We were both seventeen years old.
You left me there to make your way.
I was sick and had to stay.
I never saw you again in that life.
Relegated to being a wife.
Born together,
you were always the first.
Always had an insatiable thirst
to see other places
and meet other faces.
While I was cursed with the need to be nursed.
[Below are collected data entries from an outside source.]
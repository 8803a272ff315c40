//! Time-series ingestion
//!
//! Parses named sources into per-symbol calendar-aligned series. Columns
//! are resolved from the header row by name; rows are filtered to the
//! half-open interval `(start_date, end_date]`. A malformed source fails
//! on its own and never aborts the rest of a batch.

use crate::constants::csv_header;
use crate::error::{Error, Result};
use crate::models::{MarketData, OhlcvRecord, TimeSeries};
use crate::services::source::RecordSource;
use crate::utils::parse_date;
use chrono::NaiveDate;
use std::fmt::Display;
use std::str::FromStr;
use tracing::{debug, error};

/// Resolved positions of the required columns within a header row
struct ColumnIndex {
    date: usize,
    open: usize,
    high: usize,
    low: usize,
    close: usize,
    adj_close: usize,
    volume: usize,
}

/// Normalize a header cell for name matching (case and internal
/// whitespace insensitive, so `Adj Close` and `AdjClose` both resolve)
fn header_key(name: &str) -> String {
    name.chars()
        .filter(|c| !c.is_whitespace())
        .collect::<String>()
        .to_lowercase()
}

impl ColumnIndex {
    fn resolve(headers: &csv::StringRecord, symbol: &str) -> Result<Self> {
        let keys: Vec<String> = headers.iter().map(header_key).collect();
        let find = |name: &str| -> Result<usize> {
            keys.iter()
                .position(|key| *key == header_key(name))
                .ok_or_else(|| Error::Schema(format!("{}: missing '{}' column", symbol, name)))
        };

        Ok(Self {
            date: find(csv_header::DATE)?,
            open: find(csv_header::OPEN)?,
            high: find(csv_header::HIGH)?,
            low: find(csv_header::LOW)?,
            close: find(csv_header::CLOSE)?,
            adj_close: find(csv_header::ADJ_CLOSE)?,
            volume: find(csv_header::VOLUME)?,
        })
    }
}

fn get_field<'a>(row: &'a csv::StringRecord, index: usize, name: &str) -> Result<&'a str> {
    row.get(index)
        .ok_or_else(|| Error::Parse(format!("Missing {} field", name)))
}

fn parse_field<T>(row: &csv::StringRecord, index: usize, name: &str) -> Result<T>
where
    T: FromStr,
    T::Err: Display,
{
    let raw = get_field(row, index, name)?;
    raw.trim()
        .parse()
        .map_err(|e| Error::Parse(format!("Invalid {} '{}': {}", name, raw, e)))
}

fn parse_row(row: &csv::StringRecord, columns: &ColumnIndex) -> Result<OhlcvRecord> {
    let date = parse_date(get_field(row, columns.date, csv_header::DATE)?)?;
    let open = parse_field(row, columns.open, csv_header::OPEN)?;
    let high = parse_field(row, columns.high, csv_header::HIGH)?;
    let low = parse_field(row, columns.low, csv_header::LOW)?;
    let close = parse_field(row, columns.close, csv_header::CLOSE)?;
    let adj_close = parse_field(row, columns.adj_close, csv_header::ADJ_CLOSE)?;
    let volume = parse_field(row, columns.volume, csv_header::VOLUME)?;

    Ok(OhlcvRecord::new(
        date, open, high, low, close, adj_close, volume,
    ))
}

/// Parse one source into a series filtered to `(start_date, end_date]`
///
/// A missing required column is a schema error; a row with a missing or
/// non-parseable field is a parse error. Either fails the whole source.
pub fn load_series<S: RecordSource + ?Sized>(
    source: &S,
    start_date: NaiveDate,
    end_date: NaiveDate,
) -> Result<TimeSeries> {
    let mut reader = csv::Reader::from_reader(source.open()?);

    let headers = reader.headers()?.clone();
    let columns = ColumnIndex::resolve(&headers, source.symbol())?;

    let mut records = Vec::new();
    for row in reader.records() {
        let row = row?;
        records.push(parse_row(&row, &columns)?);
    }

    Ok(TimeSeries::from_records(records, start_date, end_date))
}

/// Ingest a batch of sources into a symbol -> series mapping
///
/// A failed source is logged and omitted from the mapping; the batch
/// continues. Callers needing the per-symbol error use [`load_series`].
pub fn ingest<S: RecordSource>(
    sources: &[S],
    start_date: NaiveDate,
    end_date: NaiveDate,
) -> MarketData {
    let mut data = MarketData::new();

    for source in sources {
        match load_series(source, start_date, end_date) {
            Ok(series) => {
                debug!(
                    symbol = source.symbol(),
                    records = series.len(),
                    "Loaded series"
                );
                data.insert(source.symbol().to_string(), series);
            }
            Err(e) => {
                error!(
                    symbol = source.symbol(),
                    error = %e,
                    "Failed to ingest symbol, skipping"
                );
            }
        }
    }

    data
}

/// Ingest every file in a directory, one symbol per file
pub fn ingest_dir<P: AsRef<std::path::Path>>(
    dir: P,
    start_date: NaiveDate,
    end_date: NaiveDate,
) -> Result<MarketData> {
    let sources = crate::services::source::directory_sources(dir)?;
    Ok(ingest(&sources, start_date, end_date))
}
As I lay wasting in a sacrificial bed,
drawing near the mirror of the dead.
I made a wish,
on a spoon and a dish.
It was not a plea.
To know you once again,
keep my promise
count to ten
leaving oaths lost in tossed eternity.
But fate is a fancy fiend.
Laughing at its own jokes.
For in this time
I was given rhyme.
Heard every word
you spoke.
Once again you own the world,
and once again I’m a simple girl.
I lie in bed and read your books,
while the people praise your beguiling looks.
The pendulum will not be shook.
I am hidden,
written in my nook.
Your creativite and abundant talents
are courted and rewarded
beyond a natural balance.
They see your sheen,
it’s green with gallant.
A leading man,
you’re always valiant.
What you touch
it turns to gold.
I don’t have much.
It rots with mold.
The pattern repeats and repeats.
What’s my sin?
Why must I
forever live and die
as your missing twin?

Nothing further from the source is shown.